Last Friday, President Barack Obama shockingly said that he felt the private sector economy was “doing fine.” Obama immediately walked back his comments after the gaffe spread not only through conservative blogs but mainstream news outlets.
In a Washington Post article today, former Bush administration official Marc Thiessen argued that “contrary to President Obama’s claims, it is the public sector that is doing ‘just fine.'” And on a post at the American Enterprise Institute’s blog, Thiessen elaborated on the broader points he made in his column.
Thiessen cited the Bureau of Labor Statistics, which found the unemployment rate for government workers last month was just 4.2 percent and compared that percentage to the unemployment rate in various private sector industries, such as:
-Construction: 14.2% unemployment
-Leisure and hospitality services: 9.7%
-Professional and business services: 8.5%
-Wholesale and retail trade: 8.1%
According to the American Enterprise Institute’s Andrew Biggs, the public-sector unemployment rate “is the lowest of any industry or class of worker, even including the growing energy industry.”
As Thiessen points out, “if the rest of Americans enjoyed the same unemployment rate as government workers, Obama would be cruising to reelection,” but Obama “says he wants to do more to help the public sector,” because he thinks the best solution for the country’s economic woes is even more federal spending.
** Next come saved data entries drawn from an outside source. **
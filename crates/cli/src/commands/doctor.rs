use cartly_core::config::{AppConfig, LoadOptions};
use cartly_db::{connect_with_settings, verify_seed};
use serde::Serialize;

#[derive(Clone, Copy, Debug, PartialEq, Eq, Serialize)]
#[serde(rename_all = "snake_case")]
enum CheckStatus {
    Pass,
    Fail,
    Skipped,
}

#[derive(Debug, Serialize)]
struct DoctorCheck {
    name: &'static str,
    status: CheckStatus,
    details: String,
}

#[derive(Debug, Serialize)]
struct DoctorReport {
    overall_status: CheckStatus,
    summary: String,
    checks: Vec<DoctorCheck>,
}

pub fn run(json_output: bool) -> String {
    let report = build_report();

    if json_output {
        return serde_json::to_string_pretty(&report).unwrap_or_else(|error| {
            format!(
                "{{\"overall_status\":\"fail\",\"summary\":\"doctor serialization failed\",\"error\":\"{}\"}}",
                escape_json(&error.to_string())
            )
        });
    }

    render_human(&report)
}

fn build_report() -> DoctorReport {
    let mut checks = Vec::new();

    match AppConfig::load(LoadOptions::default()) {
        Ok(config) => {
            checks.push(DoctorCheck {
                name: "config_validation",
                status: CheckStatus::Pass,
                details: "configuration loaded and validated".to_string(),
            });
            checks.push(check_email_relay(&config));
            checks.extend(check_database(&config));
        }
        Err(error) => {
            checks.push(DoctorCheck {
                name: "config_validation",
                status: CheckStatus::Fail,
                details: error.to_string(),
            });
            checks.push(DoctorCheck {
                name: "email_relay_readiness",
                status: CheckStatus::Skipped,
                details: "skipped because configuration did not load".to_string(),
            });
            checks.push(DoctorCheck {
                name: "database_connectivity",
                status: CheckStatus::Skipped,
                details: "skipped because configuration did not load".to_string(),
            });
        }
    }

    let all_ok = checks.iter().all(|check| check.status != CheckStatus::Fail);
    let overall_status = if all_ok { CheckStatus::Pass } else { CheckStatus::Fail };
    let summary = if all_ok {
        "doctor: all readiness checks passed".to_string()
    } else {
        "doctor: one or more readiness checks failed".to_string()
    };

    DoctorReport { overall_status, summary, checks }
}

fn check_email_relay(config: &AppConfig) -> DoctorCheck {
    match (&config.email.endpoint, &config.email.api_key) {
        (Some(endpoint), Some(_)) => DoctorCheck {
            name: "email_relay_readiness",
            status: CheckStatus::Pass,
            details: format!("relay configured at `{endpoint}`"),
        },
        (Some(_), None) => DoctorCheck {
            name: "email_relay_readiness",
            status: CheckStatus::Fail,
            details: "relay endpoint set but api key missing".to_string(),
        },
        _ => DoctorCheck {
            name: "email_relay_readiness",
            status: CheckStatus::Skipped,
            details: "no relay configured, confirmations use the noop transport".to_string(),
        },
    }
}

fn check_database(config: &AppConfig) -> Vec<DoctorCheck> {
    let runtime = match tokio::runtime::Builder::new_current_thread().enable_all().build() {
        Ok(runtime) => runtime,
        Err(error) => {
            return vec![DoctorCheck {
                name: "database_connectivity",
                status: CheckStatus::Fail,
                details: format!("failed to initialize async runtime: {error}"),
            }];
        }
    };

    runtime.block_on(async {
        let pool = match connect_with_settings(
            &config.database.url,
            config.database.max_connections,
            config.database.timeout_secs,
        )
        .await
        {
            Ok(pool) => pool,
            Err(error) => {
                return vec![DoctorCheck {
                    name: "database_connectivity",
                    status: CheckStatus::Fail,
                    details: format!("failed to connect to database: {error}"),
                }];
            }
        };

        let mut checks = vec![DoctorCheck {
            name: "database_connectivity",
            status: CheckStatus::Pass,
            details: format!("connected using `{}`", config.database.url),
        }];

        checks.push(match verify_seed(&pool).await {
            Ok(verification) if verification.ok => DoctorCheck {
                name: "catalog_contents",
                status: CheckStatus::Pass,
                details: "seeded catalog present and consistent".to_string(),
            },
            Ok(verification) => DoctorCheck {
                name: "catalog_contents",
                status: CheckStatus::Skipped,
                details: format!("catalog not fully seeded: {}", verification.problems.join("; ")),
            },
            Err(error) => DoctorCheck {
                name: "catalog_contents",
                status: CheckStatus::Skipped,
                details: format!("catalog tables unavailable: {error}"),
            },
        });

        pool.close().await;
        checks
    })
}

fn render_human(report: &DoctorReport) -> String {
    let mut lines = Vec::new();
    lines.push(report.summary.clone());

    for check in &report.checks {
        let marker = match check.status {
            CheckStatus::Pass => "ok",
            CheckStatus::Fail => "fail",
            CheckStatus::Skipped => "skip",
        };
        lines.push(format!("- [{marker}] {}: {}", check.name, check.details));
    }

    lines.join("\n")
}

fn escape_json(value: &str) -> String {
    value.replace('\\', "\\\\").replace('"', "\\\"")
}

#[cfg(test)]
mod tests {
    use super::*;

    #[test]
    fn human_rendering_marks_each_check() {
        let report = DoctorReport {
            overall_status: CheckStatus::Fail,
            summary: "doctor: one or more readiness checks failed".to_string(),
            checks: vec![
                DoctorCheck {
                    name: "config_validation",
                    status: CheckStatus::Pass,
                    details: "ok".to_string(),
                },
                DoctorCheck {
                    name: "database_connectivity",
                    status: CheckStatus::Fail,
                    details: "no such file".to_string(),
                },
            ],
        };

        let text = render_human(&report);
        assert!(text.contains("- [ok] config_validation"));
        assert!(text.contains("- [fail] database_connectivity"));
    }
}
“But if Obama and Reid really wanted to help state and local governments meet the budget challenges they are facing so they can retain more public employees, there is a simple way to do it: Support reforms like those put in place by Wisconsin Gov. Scott Walker,” Thiessen says, nothing that such reforms would “make public employees contribute something to their pensions and healthcare.”
Such reforms, Thiessen writes, is the better way “to help state and local governments” than sending “federal tax dollars to subsidize their out of control pension and health care costs,” because supporting such reforms would “make those programs sustainable and put them closer in line with the benefits enjoyed by those in the private sector.”
Obama’s comments about the private sector “doing fine” may have been an inadvertent gaffe or a so-called “Washington gaffe” in which the President said publicly what he really thinks (that the private sector really is doing fine and the federal government should double down on the public sector). Either way, it shows a president who had no experience in the private sector being completely out of touch with what is going on in the economy.